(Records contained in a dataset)
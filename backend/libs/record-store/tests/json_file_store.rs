/// Integration tests for the JSON-file backed record store
use record_store::{Record, RecordStore, StoreError};
use serde::{Deserialize, Serialize};
use serde_json::{json, Map, Value};
use std::path::PathBuf;
use tempfile::TempDir;
use uuid::Uuid;

#[derive(Debug, Clone, PartialEq, Serialize, Deserialize)]
#[serde(rename_all = "camelCase")]
struct Bookmark {
    id: Uuid,
    owner_id: Uuid,
    url: String,
    #[serde(default)]
    labels: Vec<String>,
    #[serde(flatten)]
    extra: Map<String, Value>,
}

impl Record for Bookmark {
    fn id(&self) -> Uuid {
        self.id
    }
}

fn bookmark(url: &str) -> Bookmark {
    Bookmark {
        id: Uuid::new_v4(),
        owner_id: Uuid::new_v4(),
        url: url.to_string(),
        labels: vec![],
        extra: Map::new(),
    }
}

async fn open_store() -> (TempDir, PathBuf, RecordStore<Bookmark>) {
    let dir = tempfile::tempdir().expect("create temp dir");
    let path = dir.path().join("bookmarks.json");
    let store = RecordStore::open_json("bookmarks", &path)
        .await
        .expect("open store");
    (dir, path, store)
}

#[tokio::test]
async fn open_initializes_empty_array_file() {
    let (_dir, path, store) = open_store().await;

    let contents = std::fs::read_to_string(&path).expect("collection file exists");
    assert_eq!(contents.trim(), "[]");
    assert!(store.find_all().await.unwrap().is_empty());
}

#[tokio::test]
async fn created_record_is_found_by_id() {
    let (_dir, _path, store) = open_store().await;
    let original = bookmark("https://example.com");

    let created = store.create(original.clone()).await.unwrap();
    assert_eq!(created, original);

    let found = store.find_by_id(created.id).await.unwrap();
    assert_eq!(found, Some(original));
}

#[tokio::test]
async fn records_survive_reopening_the_file() {
    let (_dir, path, store) = open_store().await;
    let first = store.create(bookmark("https://a.example")).await.unwrap();
    let second = store.create(bookmark("https://b.example")).await.unwrap();

    let reopened: RecordStore<Bookmark> = RecordStore::open_json("bookmarks", &path)
        .await
        .unwrap();
    let all = reopened.find_all().await.unwrap();

    assert_eq!(all, vec![first, second]);
}

#[tokio::test]
async fn persisted_file_uses_camel_case_pretty_json() {
    let (_dir, path, store) = open_store().await;
    store.create(bookmark("https://example.com")).await.unwrap();

    let contents = std::fs::read_to_string(&path).unwrap();
    assert!(contents.contains("\"ownerId\""));
    assert!(contents.starts_with("[\n  {"));
}

#[tokio::test]
async fn find_by_field_matches_serialized_value() {
    let (_dir, _path, store) = open_store().await;
    store.create(bookmark("https://a.example")).await.unwrap();
    let wanted = store.create(bookmark("https://b.example")).await.unwrap();

    let found = store.find_by_field("url", "https://b.example").await.unwrap();
    assert_eq!(found.map(|b| b.id), Some(wanted.id));

    let by_owner = store
        .find_by_field("ownerId", &wanted.owner_id)
        .await
        .unwrap();
    assert_eq!(by_owner.map(|b| b.id), Some(wanted.id));

    let missing = store.find_by_field("url", "https://c.example").await.unwrap();
    assert!(missing.is_none());
}

#[tokio::test]
async fn update_merges_patch_and_is_idempotent() {
    let (_dir, _path, store) = open_store().await;
    let created = store.create(bookmark("https://example.com")).await.unwrap();
    let patch = json!({ "labels": ["rust", "async"] });

    let once = store
        .update(created.id, patch.clone())
        .await
        .unwrap()
        .expect("record exists");
    let twice = store
        .update(created.id, patch)
        .await
        .unwrap()
        .expect("record exists");

    assert_eq!(once, twice);
    assert_eq!(once.url, "https://example.com");
    assert_eq!(once.labels, vec!["rust".to_string(), "async".to_string()]);
    assert_eq!(store.find_by_id(created.id).await.unwrap(), Some(twice));
}

#[tokio::test]
async fn update_of_unknown_id_returns_none() {
    let (_dir, _path, store) = open_store().await;
    store.create(bookmark("https://example.com")).await.unwrap();

    let result = store
        .update(Uuid::new_v4(), json!({ "url": "https://other.example" }))
        .await
        .unwrap();
    assert!(result.is_none());
}

#[tokio::test]
async fn update_checked_aborts_without_writing() {
    let (_dir, _path, store) = open_store().await;
    let created = store.create(bookmark("https://example.com")).await.unwrap();

    let result: Result<Option<Bookmark>, StoreError> = store
        .update_checked(created.id, json!({ "url": "https://taken.example" }), |_| {
            Err(StoreError::InvalidPatch("url taken".to_string()))
        })
        .await;

    assert!(result.is_err());
    let stored = store.find_by_id(created.id).await.unwrap().unwrap();
    assert_eq!(stored.url, "https://example.com");
}

#[tokio::test]
async fn delete_removes_record() {
    let (_dir, _path, store) = open_store().await;
    let keep = store.create(bookmark("https://keep.example")).await.unwrap();
    let drop = store.create(bookmark("https://drop.example")).await.unwrap();

    assert!(store.delete(drop.id).await.unwrap());
    assert!(store.find_by_id(drop.id).await.unwrap().is_none());
    assert!(!store.delete(drop.id).await.unwrap());
    assert_eq!(store.find_all().await.unwrap(), vec![keep]);
}

#[tokio::test]
async fn missing_file_reads_as_empty_collection() {
    let dir = tempfile::tempdir().unwrap();
    let store: RecordStore<Bookmark> =
        RecordStore::new(record_store::JsonFileBackend::new(
            "bookmarks",
            dir.path().join("never-written.json"),
        ));

    assert!(store.find_all().await.unwrap().is_empty());
}

#[tokio::test]
async fn unparsable_file_is_reported_as_corrupt() {
    let (_dir, path, store) = open_store().await;
    std::fs::write(&path, "{ this is not a collection").unwrap();

    let result = store.find_all().await;
    assert!(matches!(result, Err(StoreError::Corrupt { .. })));

    // Mutations refuse to overwrite a corrupt collection
    let create = store.create(bookmark("https://example.com")).await;
    assert!(matches!(create, Err(StoreError::Corrupt { .. })));
    let contents = std::fs::read_to_string(&path).unwrap();
    assert_eq!(contents, "{ this is not a collection");
}

#[tokio::test]
async fn concurrent_creates_are_not_lost() {
    let (_dir, _path, store) = open_store().await;

    let mut handles = Vec::new();
    for i in 0..16 {
        let store = store.clone();
        handles.push(tokio::spawn(async move {
            store
                .create(bookmark(&format!("https://{i}.example")))
                .await
                .unwrap()
        }));
    }
    for handle in handles {
        handle.await.unwrap();
    }

    assert_eq!(store.find_all().await.unwrap().len(), 16);
}

#[tokio::test]
async fn mutate_applies_multi_record_change_in_one_write() {
    let (_dir, _path, store) = open_store().await;
    let a = store.create(bookmark("https://a.example")).await.unwrap();
    let b = store.create(bookmark("https://b.example")).await.unwrap();

    let touched: usize = store
        .mutate(|records| {
            for record in records.iter_mut() {
                record.labels.push("shared".to_string());
            }
            Ok::<_, StoreError>(records.len())
        })
        .await
        .unwrap();

    assert_eq!(touched, 2);
    for id in [a.id, b.id] {
        let record = store.find_by_id(id).await.unwrap().unwrap();
        assert_eq!(record.labels, vec!["shared".to_string()]);
    }
}

#[tokio::test]
async fn update_keeps_fields_the_record_does_not_declare() {
    let (_dir, path, store) = open_store().await;
    let id = Uuid::new_v4();
    let seeded = json!([{
        "id": id,
        "ownerId": Uuid::new_v4(),
        "url": "https://a.example",
        "pinned": true
    }]);
    std::fs::write(&path, seeded.to_string()).unwrap();

    let updated = store
        .update(id, json!({ "url": "https://b.example" }))
        .await
        .unwrap()
        .expect("record exists");
    assert_eq!(updated.url, "https://b.example");

    let on_disk: Value = serde_json::from_str(&std::fs::read_to_string(&path).unwrap()).unwrap();
    assert_eq!(on_disk[0]["pinned"], json!(true));
    assert_eq!(on_disk[0]["url"], "https://b.example");

    let unpinned = store
        .update(id, json!({ "pinned": false }))
        .await
        .unwrap()
        .expect("record exists");
    assert_eq!(unpinned.extra.get("pinned"), Some(&json!(false)));
}

#[tokio::test]
async fn update_with_unknown_field_is_rejected_without_writing() {
    let (_dir, path, store) = open_store().await;
    let created = store.create(bookmark("https://a.example")).await.unwrap();
    let before = std::fs::read_to_string(&path).unwrap();

    let result = store
        .update(created.id, json!({ "url": "https://b.example", "nickname": "x" }))
        .await;

    assert!(matches!(result, Err(StoreError::InvalidPatch(_))));
    assert_eq!(std::fs::read_to_string(&path).unwrap(), before);
}
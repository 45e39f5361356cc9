/// Error types for Murmur Service
///
/// Every failure a handler can return is an [`AppError`]; it renders as a
/// JSON body `{"message": ..., "status": ...}` with the matching HTTP status.
use actix_web::{error::ResponseError, http::StatusCode, HttpResponse};
use crypto_core::CryptoError;
use record_store::StoreError;
use thiserror::Error;

/// Result type for murmur-service operations
pub type Result<T> = std::result::Result<T, AppError>;

#[derive(Debug, Error)]
pub enum AppError {
    /// Resource not found
    #[error("{0}")]
    NotFound(String),

    /// Duplicate email or username
    #[error("{0}")]
    Conflict(String),

    /// Missing or malformed input
    #[error("{0}")]
    Validation(String),

    #[error("Invalid credentials")]
    InvalidCredentials,

    /// Missing, invalid or expired bearer token
    #[error("{0}")]
    Unauthorized(String),

    /// Authenticated user does not own the resource
    #[error("{0}")]
    Forbidden(String),

    #[error("Storage error: {0}")]
    Store(#[from] StoreError),

    #[error("Internal error: {0}")]
    Internal(String),
}

impl AppError {
    pub fn user_not_found() -> Self {
        AppError::NotFound("User not found".to_string())
    }

    pub fn post_not_found() -> Self {
        AppError::NotFound("Post not found".to_string())
    }
}

impl ResponseError for AppError {
    fn status_code(&self) -> StatusCode {
        match self {
            AppError::NotFound(_) => StatusCode::NOT_FOUND,
            AppError::Conflict(_) | AppError::Validation(_) | AppError::InvalidCredentials => {
                StatusCode::BAD_REQUEST
            }
            AppError::Unauthorized(_) => StatusCode::UNAUTHORIZED,
            AppError::Forbidden(_) => StatusCode::FORBIDDEN,
            AppError::Store(_) | AppError::Internal(_) => StatusCode::INTERNAL_SERVER_ERROR,
        }
    }

    fn error_response(&self) -> HttpResponse {
        let status = self.status_code();

        if status.is_server_error() {
            tracing::error!(error = %self, "request failed");
            return HttpResponse::build(status).json(serde_json::json!({
                "message": "Server error",
                "error": self.to_string(),
                "status": status.as_u16(),
            }));
        }

        HttpResponse::build(status).json(serde_json::json!({
            "message": self.to_string(),
            "status": status.as_u16(),
        }))
    }
}

impl From<CryptoError> for AppError {
    fn from(err: CryptoError) -> Self {
        match err {
            CryptoError::InvalidToken(_) | CryptoError::TokenExpired => {
                AppError::Unauthorized("Invalid or expired token".to_string())
            }
            other => AppError::Internal(other.to_string()),
        }
    }
}

impl From<serde_json::Error> for AppError {
    fn from(err: serde_json::Error) -> Self {
        AppError::Internal(err.to_string())
    }
}
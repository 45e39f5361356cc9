use crate::error::{AppError, Result};
use crate::services::uploads::content_type_for;
use crate::AppState;
use actix_web::{web, HttpResponse};

/// GET /uploads/{filename}
pub async fn serve_upload(
    state: web::Data<AppState>,
    filename: web::Path<String>,
) -> Result<HttpResponse> {
    let filename = filename.into_inner();
    let bytes = state
        .uploads
        .read(&filename)
        .await?
        .ok_or_else(|| AppError::NotFound("File not found".to_string()))?;

    Ok(HttpResponse::Ok()
        .content_type(content_type_for(&filename))
        .body(bytes))
}
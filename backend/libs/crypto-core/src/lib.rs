//! Credential primitives shared by Murmur services
//!
//! - `password`: Argon2id hashing and verification
//! - `jwt`: HS256 bearer tokens carrying the user id
pub mod jwt;
pub mod password;

pub use jwt::{Claims, JwtKeys};
pub use password::{hash_password, verify_password};

#[derive(Debug, thiserror::Error)]
pub enum CryptoError {
    #[error("password hashing failed: {0}")]
    Hash(String),

    #[error("stored password hash is malformed: {0}")]
    InvalidHash(String),

    #[error("token encoding failed: {0}")]
    TokenEncoding(String),

    #[error("invalid token: {0}")]
    InvalidToken(String),

    #[error("token expired")]
    TokenExpired,
}

pub type Result<T> = std::result::Result<T, CryptoError>;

** Work to be completed **
Find the line with "for record in" in the entries above. Retype it and each line after it, exactly, through the line with "assert!(matches!(result, Err(StoreError::InvalidPatch(_))));", and stop there.

** Task result **
            for record in records.iter_mut() {
                record.labels.push("shared".to_string());
            }
            Ok::<_, StoreError>(records.len())
        })
        .await
        .unwrap();

    assert_eq!(touched, 2);
    for id in [a.id, b.id] {
        let record = store.find_by_id(id).await.unwrap().unwrap();
        assert_eq!(record.labels, vec!["shared".to_string()]);
    }
}

#[tokio::test]
async fn update_keeps_fields_the_record_does_not_declare() {
    let (_dir, path, store) = open_store().await;
    let id = Uuid::new_v4();
    let seeded = json!([{
        "id": id,
        "ownerId": Uuid::new_v4(),
        "url": "https://a.example",
        "pinned": true
    }]);
    std::fs::write(&path, seeded.to_string()).unwrap();

    let updated = store
        .update(id, json!({ "url": "https://b.example" }))
        .await
        .unwrap()
        .expect("record exists");
    assert_eq!(updated.url, "https://b.example");

    let on_disk: Value = serde_json::from_str(&std::fs::read_to_string(&path).unwrap()).unwrap();
    assert_eq!(on_disk[0]["pinned"], json!(true));
    assert_eq!(on_disk[0]["url"], "https://b.example");

    let unpinned = store
        .update(id, json!({ "pinned": false }))
        .await
        .unwrap()
        .expect("record exists");
    assert_eq!(unpinned.extra.get("pinned"), Some(&json!(false)));
}

#[tokio::test]
async fn update_with_unknown_field_is_rejected_without_writing() {
    let (_dir, path, store) = open_store().await;
    let created = store.create(bookmark("https://a.example")).await.unwrap();
    let before = std::fs::read_to_string(&path).unwrap();

    let result = store
        .update(created.id, json!({ "url": "https://b.example", "nickname": "x" }))
        .await;

    assert!(matches!(result, Err(StoreError::InvalidPatch(_))));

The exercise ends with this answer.